╔══

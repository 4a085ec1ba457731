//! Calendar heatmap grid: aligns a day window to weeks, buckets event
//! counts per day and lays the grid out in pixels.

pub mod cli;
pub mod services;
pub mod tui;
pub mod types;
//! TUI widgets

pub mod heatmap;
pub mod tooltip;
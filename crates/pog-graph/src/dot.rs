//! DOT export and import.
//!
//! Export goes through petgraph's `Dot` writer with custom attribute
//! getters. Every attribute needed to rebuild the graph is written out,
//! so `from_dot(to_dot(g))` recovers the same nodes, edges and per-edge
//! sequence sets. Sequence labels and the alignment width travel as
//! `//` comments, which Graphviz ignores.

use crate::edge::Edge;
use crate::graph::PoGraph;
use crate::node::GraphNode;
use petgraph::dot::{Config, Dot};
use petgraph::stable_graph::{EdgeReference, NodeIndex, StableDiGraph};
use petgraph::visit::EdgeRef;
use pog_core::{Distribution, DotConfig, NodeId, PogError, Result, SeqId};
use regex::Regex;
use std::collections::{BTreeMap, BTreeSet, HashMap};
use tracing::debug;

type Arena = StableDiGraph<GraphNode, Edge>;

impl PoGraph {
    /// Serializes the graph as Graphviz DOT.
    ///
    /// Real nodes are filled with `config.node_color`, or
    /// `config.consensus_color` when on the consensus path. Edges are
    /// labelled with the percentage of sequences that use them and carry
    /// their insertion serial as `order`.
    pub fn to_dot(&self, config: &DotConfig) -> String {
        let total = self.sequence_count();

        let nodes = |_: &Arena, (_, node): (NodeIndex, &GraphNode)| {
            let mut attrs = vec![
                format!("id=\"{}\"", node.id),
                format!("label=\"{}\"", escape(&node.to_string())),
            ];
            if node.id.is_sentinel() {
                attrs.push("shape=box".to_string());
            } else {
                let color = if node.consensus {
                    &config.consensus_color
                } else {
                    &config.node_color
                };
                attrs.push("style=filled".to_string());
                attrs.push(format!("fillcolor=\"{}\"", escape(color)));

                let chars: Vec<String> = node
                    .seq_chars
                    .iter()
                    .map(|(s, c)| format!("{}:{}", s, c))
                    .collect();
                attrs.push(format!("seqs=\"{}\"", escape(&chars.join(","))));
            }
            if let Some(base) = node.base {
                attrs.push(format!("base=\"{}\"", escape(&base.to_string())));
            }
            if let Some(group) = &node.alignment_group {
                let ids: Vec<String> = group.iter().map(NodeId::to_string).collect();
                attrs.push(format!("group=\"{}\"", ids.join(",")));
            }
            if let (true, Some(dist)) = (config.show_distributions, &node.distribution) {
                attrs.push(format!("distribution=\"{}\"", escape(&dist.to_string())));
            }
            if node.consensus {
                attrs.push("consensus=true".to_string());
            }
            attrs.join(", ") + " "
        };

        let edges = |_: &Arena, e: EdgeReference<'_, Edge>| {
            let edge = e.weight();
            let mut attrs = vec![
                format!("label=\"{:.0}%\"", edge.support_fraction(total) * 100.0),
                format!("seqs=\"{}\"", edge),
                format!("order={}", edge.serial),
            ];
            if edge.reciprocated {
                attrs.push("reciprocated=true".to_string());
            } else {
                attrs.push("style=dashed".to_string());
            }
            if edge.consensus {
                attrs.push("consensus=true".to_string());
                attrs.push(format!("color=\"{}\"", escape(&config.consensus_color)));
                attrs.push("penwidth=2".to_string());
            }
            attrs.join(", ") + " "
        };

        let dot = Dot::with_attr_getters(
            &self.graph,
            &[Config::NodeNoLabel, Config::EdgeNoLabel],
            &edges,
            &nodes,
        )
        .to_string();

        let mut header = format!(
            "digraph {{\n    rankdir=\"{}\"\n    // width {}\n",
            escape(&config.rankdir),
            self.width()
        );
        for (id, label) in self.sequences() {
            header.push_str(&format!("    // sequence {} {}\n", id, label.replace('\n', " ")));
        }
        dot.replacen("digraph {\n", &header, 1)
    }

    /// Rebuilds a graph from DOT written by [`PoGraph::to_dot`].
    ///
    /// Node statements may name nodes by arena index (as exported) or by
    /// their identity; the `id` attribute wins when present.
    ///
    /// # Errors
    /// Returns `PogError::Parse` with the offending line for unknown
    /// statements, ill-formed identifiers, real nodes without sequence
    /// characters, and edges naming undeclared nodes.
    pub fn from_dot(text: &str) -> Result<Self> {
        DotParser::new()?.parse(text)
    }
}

╚══

*EXERCISE DIRECTIONS:* For every line in the listing above that contains "sequences", copy that line.

*EXERCISE RESPONSE:*
    /// labelled with the percentage of sequences that use them and carry
        for (id, label) in self.sequences() {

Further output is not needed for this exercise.